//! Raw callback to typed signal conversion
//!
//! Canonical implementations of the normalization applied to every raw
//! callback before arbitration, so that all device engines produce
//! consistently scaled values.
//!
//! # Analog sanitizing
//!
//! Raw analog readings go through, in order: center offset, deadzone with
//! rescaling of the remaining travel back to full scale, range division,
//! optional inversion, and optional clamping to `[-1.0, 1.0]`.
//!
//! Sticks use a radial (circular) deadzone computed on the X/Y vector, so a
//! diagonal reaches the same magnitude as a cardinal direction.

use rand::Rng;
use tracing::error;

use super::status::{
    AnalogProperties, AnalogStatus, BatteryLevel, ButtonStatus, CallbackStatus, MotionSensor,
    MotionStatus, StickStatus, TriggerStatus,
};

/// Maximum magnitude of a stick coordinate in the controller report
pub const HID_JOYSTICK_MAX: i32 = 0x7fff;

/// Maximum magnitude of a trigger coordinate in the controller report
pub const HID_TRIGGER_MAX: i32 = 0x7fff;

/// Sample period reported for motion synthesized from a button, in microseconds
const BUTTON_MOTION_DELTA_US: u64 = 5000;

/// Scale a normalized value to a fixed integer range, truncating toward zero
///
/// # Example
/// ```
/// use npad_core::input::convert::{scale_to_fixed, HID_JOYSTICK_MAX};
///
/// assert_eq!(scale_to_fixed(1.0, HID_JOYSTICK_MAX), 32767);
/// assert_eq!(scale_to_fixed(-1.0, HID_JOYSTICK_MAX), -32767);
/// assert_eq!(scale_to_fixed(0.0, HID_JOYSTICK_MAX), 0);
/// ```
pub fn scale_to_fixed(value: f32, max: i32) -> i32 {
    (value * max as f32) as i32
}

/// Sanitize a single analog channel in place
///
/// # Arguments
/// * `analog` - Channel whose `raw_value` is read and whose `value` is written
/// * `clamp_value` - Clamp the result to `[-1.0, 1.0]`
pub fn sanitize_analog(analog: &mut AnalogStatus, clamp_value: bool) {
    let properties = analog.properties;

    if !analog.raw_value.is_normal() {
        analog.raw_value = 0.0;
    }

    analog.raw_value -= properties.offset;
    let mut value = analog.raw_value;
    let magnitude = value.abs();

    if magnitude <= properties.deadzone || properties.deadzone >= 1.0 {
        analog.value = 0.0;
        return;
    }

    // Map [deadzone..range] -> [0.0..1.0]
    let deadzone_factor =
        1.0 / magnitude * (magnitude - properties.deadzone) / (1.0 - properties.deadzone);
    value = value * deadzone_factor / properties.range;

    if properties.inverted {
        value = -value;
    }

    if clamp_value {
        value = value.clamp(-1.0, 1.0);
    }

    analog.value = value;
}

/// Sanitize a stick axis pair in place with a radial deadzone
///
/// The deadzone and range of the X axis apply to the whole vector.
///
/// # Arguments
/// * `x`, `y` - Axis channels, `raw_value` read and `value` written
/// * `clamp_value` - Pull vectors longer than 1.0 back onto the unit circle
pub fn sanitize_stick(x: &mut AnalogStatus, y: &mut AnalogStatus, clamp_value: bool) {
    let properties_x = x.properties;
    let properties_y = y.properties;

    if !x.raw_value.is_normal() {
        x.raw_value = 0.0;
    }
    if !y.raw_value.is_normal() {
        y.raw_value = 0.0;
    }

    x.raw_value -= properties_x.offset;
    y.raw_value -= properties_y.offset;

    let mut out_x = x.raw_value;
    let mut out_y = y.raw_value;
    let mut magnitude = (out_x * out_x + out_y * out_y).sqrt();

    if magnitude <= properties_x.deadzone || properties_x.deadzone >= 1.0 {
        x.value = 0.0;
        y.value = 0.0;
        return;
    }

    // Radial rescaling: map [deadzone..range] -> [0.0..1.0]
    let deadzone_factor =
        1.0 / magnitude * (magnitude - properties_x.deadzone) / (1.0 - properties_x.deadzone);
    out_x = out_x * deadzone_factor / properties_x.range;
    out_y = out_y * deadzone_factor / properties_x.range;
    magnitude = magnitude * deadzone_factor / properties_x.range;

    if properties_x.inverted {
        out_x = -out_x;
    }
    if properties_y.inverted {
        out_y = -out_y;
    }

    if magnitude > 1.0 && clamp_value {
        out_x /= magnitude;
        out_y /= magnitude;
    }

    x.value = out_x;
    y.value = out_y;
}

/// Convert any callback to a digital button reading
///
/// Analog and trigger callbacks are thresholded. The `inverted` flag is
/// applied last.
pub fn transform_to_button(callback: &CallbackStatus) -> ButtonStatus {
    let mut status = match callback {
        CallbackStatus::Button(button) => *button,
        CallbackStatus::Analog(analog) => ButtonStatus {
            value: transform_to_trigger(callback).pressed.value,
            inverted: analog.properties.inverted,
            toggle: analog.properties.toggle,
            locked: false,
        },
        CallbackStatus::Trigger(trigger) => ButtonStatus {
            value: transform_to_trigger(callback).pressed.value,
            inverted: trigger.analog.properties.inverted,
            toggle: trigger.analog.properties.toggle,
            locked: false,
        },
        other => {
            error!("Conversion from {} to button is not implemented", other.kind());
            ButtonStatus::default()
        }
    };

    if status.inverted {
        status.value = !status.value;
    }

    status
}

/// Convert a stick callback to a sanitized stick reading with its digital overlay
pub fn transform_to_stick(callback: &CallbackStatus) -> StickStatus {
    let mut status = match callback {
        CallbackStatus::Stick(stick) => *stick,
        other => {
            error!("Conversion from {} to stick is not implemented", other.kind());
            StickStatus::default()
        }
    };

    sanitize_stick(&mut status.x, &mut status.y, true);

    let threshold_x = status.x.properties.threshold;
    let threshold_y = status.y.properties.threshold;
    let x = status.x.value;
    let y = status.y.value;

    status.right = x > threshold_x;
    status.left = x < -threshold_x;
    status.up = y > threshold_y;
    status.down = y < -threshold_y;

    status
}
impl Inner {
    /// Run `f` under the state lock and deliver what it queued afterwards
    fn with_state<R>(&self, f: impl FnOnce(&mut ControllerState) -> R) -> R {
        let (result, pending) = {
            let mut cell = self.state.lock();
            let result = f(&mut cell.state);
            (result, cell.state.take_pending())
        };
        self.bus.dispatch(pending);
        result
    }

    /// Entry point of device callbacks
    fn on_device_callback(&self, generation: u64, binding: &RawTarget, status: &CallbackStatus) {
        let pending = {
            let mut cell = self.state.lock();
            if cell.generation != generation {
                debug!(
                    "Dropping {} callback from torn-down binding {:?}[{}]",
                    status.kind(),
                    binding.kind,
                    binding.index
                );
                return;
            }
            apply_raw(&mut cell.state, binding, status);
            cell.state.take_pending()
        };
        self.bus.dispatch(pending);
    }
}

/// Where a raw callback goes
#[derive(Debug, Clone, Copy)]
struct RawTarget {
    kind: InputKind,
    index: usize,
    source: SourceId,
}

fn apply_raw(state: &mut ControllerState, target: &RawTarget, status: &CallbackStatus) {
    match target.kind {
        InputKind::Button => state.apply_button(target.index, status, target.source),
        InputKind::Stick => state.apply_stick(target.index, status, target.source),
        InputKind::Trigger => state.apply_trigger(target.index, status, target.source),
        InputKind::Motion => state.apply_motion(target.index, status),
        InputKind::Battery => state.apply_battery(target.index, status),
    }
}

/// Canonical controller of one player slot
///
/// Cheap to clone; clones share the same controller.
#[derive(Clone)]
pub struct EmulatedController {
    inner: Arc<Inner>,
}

========================================================================

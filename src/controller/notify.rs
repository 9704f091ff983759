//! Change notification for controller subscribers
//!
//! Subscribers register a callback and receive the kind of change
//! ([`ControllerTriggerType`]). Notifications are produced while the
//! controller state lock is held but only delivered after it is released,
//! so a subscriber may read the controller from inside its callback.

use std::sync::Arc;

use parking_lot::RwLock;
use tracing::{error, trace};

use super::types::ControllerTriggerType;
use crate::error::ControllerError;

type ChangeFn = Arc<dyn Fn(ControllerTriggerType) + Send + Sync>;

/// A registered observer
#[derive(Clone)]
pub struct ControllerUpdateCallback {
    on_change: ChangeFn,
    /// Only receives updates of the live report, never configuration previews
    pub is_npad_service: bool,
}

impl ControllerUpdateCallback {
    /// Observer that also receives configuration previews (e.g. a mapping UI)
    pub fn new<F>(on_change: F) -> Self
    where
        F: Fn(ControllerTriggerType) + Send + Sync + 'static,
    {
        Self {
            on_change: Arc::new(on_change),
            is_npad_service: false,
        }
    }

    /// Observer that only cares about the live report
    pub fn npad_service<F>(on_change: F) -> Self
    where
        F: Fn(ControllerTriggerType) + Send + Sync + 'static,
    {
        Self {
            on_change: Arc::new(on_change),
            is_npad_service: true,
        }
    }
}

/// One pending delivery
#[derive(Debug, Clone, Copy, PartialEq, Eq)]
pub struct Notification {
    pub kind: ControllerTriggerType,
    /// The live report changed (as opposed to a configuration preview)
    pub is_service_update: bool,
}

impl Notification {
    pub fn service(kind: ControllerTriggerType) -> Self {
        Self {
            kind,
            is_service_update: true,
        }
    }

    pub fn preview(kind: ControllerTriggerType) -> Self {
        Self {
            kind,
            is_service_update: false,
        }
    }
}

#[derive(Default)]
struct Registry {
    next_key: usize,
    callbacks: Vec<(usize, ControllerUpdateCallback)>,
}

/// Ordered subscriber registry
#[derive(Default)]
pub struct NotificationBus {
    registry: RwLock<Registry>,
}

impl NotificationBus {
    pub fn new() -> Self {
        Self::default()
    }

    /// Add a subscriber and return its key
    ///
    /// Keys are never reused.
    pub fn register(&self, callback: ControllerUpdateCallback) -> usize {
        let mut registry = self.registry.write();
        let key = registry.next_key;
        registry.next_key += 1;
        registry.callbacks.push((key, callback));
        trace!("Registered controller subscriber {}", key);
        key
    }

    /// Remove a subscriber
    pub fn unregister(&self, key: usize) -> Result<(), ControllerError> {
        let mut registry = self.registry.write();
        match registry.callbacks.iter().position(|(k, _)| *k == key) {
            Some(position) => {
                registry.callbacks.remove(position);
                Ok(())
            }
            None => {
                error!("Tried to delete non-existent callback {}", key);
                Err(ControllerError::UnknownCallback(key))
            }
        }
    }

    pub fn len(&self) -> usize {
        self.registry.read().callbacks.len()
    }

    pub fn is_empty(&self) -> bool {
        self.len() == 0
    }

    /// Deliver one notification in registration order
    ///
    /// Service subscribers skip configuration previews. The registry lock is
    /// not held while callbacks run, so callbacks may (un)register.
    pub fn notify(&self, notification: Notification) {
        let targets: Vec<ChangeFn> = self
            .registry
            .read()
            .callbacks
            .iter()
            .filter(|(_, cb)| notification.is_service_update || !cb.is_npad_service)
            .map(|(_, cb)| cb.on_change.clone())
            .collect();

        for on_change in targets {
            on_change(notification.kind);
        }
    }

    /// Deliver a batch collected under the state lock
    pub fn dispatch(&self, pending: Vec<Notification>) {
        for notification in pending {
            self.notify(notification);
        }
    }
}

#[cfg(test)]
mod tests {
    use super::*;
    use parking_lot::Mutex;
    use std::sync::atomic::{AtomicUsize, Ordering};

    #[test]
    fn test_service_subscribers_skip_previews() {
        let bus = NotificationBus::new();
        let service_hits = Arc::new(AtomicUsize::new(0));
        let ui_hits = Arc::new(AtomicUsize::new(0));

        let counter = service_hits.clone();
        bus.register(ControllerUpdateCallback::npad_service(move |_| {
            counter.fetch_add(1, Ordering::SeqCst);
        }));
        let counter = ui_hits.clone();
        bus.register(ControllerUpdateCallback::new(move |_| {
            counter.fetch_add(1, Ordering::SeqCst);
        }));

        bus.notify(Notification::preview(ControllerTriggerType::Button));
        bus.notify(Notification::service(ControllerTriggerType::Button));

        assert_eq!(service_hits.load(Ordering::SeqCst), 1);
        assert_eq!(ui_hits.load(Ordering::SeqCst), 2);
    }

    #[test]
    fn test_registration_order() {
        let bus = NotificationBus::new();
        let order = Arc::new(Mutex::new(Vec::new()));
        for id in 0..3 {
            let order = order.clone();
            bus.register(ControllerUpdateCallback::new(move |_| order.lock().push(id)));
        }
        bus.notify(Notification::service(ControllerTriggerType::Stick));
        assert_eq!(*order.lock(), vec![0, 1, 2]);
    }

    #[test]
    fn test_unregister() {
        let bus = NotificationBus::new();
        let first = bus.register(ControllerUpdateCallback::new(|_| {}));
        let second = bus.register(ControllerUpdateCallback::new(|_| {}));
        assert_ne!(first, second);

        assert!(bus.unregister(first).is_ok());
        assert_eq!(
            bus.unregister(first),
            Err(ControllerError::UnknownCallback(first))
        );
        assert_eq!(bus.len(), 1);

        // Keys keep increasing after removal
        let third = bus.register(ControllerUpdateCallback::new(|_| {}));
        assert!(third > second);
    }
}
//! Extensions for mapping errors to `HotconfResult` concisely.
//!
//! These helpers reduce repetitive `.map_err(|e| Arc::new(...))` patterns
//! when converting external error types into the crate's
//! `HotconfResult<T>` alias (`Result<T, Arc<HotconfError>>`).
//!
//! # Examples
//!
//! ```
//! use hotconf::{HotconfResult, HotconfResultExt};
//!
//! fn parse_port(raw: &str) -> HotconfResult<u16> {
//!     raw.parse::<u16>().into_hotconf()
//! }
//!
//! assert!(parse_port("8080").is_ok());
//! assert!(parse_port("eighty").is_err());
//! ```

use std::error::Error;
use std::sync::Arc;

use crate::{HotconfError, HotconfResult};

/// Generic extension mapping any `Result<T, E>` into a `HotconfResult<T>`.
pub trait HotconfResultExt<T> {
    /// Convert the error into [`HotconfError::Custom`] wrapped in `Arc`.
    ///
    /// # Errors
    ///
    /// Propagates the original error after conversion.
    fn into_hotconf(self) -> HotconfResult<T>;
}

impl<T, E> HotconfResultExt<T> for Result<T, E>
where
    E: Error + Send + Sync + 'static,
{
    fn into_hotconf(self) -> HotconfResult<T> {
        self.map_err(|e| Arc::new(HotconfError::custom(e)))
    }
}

========================================================================

- [TASK REQUIREMENTS]: From the records above, print exactly the lines that run from the line with "x.raw_value = 0.0;" to the line with "let mut out_y = y.raw_value;", inclusive.

- [ANSWER BOX]:
        x.raw_value = 0.0;
    }
    if !y.raw_value.is_normal() {
        y.raw_value = 0.0;
    }

    x.raw_value -= properties_x.offset;
    y.raw_value -= properties_y.offset;

    let mut out_x = x.raw_value;
    let mut out_y = y.raw_value;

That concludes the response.